(Stored dataset items)
^^^^

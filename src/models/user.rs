use chrono::{DateTime, Utc};
use diesel::{Identifiable, Insertable, Queryable, Selectable};
use serde::{Deserialize, Serialize};
use utoipa::ToSchema;
use validator::Validate;

use crate::repository::schema::users;

#[derive(Debug, Clone, PartialEq, Queryable, Selectable, Identifiable)]
#[diesel(table_name = users)]
#[diesel(check_for_backend(diesel::pg::Pg))]
pub struct User {
    pub id: String,
    pub email: String,
    pub normalized_email: String,
    pub first_name: Option<String>,
    pub last_name: Option<String>,
    pub password_hash: String,
    pub created_at: DateTime<Utc>,
}

/// Column widths match the `users` table.
#[derive(Debug, Clone, Insertable, Validate)]
#[diesel(table_name = users)]
pub struct NewUser {
    pub id: String,
    #[validate(length(max = 256))]
    pub email: String,
    #[validate(length(max = 256))]
    pub normalized_email: String,
    #[validate(length(max = 100))]
    pub first_name: Option<String>,
    #[validate(length(max = 100))]
    pub last_name: Option<String>,
    pub password_hash: String,
    pub created_at: DateTime<Utc>,
}

impl From<NewUser> for User {
    fn from(value: NewUser) -> Self {
        Self {
            id: value.id,
            email: value.email,
            normalized_email: value.normalized_email,
            first_name: value.first_name,
            last_name: value.last_name,
            password_hash: value.password_hash,
            created_at: value.created_at,
        }
    }
}

/// Lookup key for emails; matching is case-insensitive.
pub fn normalize_email(email: &str) -> String {
    email.trim().to_uppercase()
}

#[derive(Debug, Clone, Deserialize, Serialize, Validate, ToSchema)]
#[serde(rename_all = "camelCase")]
pub struct RegisterRequest {
    #[validate(length(max = 256, message = "Email must be 256 characters or fewer."))]
    pub email: String,
    pub password: String,
    #[validate(length(max = 100, message = "First name must be 100 characters or fewer."))]
    pub first_name: Option<String>,
    #[validate(length(max = 100, message = "Last name must be 100 characters or fewer."))]
    pub last_name: Option<String>,
}

#[derive(Debug, Clone, Deserialize, Serialize, ToSchema)]
pub struct LoginRequest {
    pub email: String,
    pub password: String,
}

#[derive(Debug, Clone, PartialEq, Serialize, Deserialize, ToSchema)]
#[serde(rename_all = "camelCase")]
pub struct UserResponse {
    pub id: String,
    pub email: String,
    pub first_name: Option<String>,
    pub last_name: Option<String>,
}

impl From<&User> for UserResponse {
    fn from(value: &User) -> Self {
        Self {
            id: value.id.clone(),
            email: value.email.clone(),
            first_name: value.first_name.clone(),
            last_name: value.last_name.clone(),
        }
    }
}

^^^^

- Work task
Take the lines from the first line of the records through the line holding "#[derive(Debug, Clone, Insertable, Validate)]", both included, and please reproduce them exactly with nothing added.

- Solution to this problem
filename src/models/user.rs
use chrono::{DateTime, Utc};
use diesel::{Identifiable, Insertable, Queryable, Selectable};
use serde::{Deserialize, Serialize};
use utoipa::ToSchema;
use validator::Validate;

use crate::repository::schema::users;

#[derive(Debug, Clone, PartialEq, Queryable, Selectable, Identifiable)]
#[diesel(table_name = users)]
#[diesel(check_for_backend(diesel::pg::Pg))]
pub struct User {
    pub id: String,
    pub email: String,
    pub normalized_email: String,
    pub first_name: Option<String>,
    pub last_name: Option<String>,
    pub password_hash: String,
    pub created_at: DateTime<Utc>,
}

/// Column widths match the `users` table.
#[derive(Debug, Clone, Insertable, Validate)]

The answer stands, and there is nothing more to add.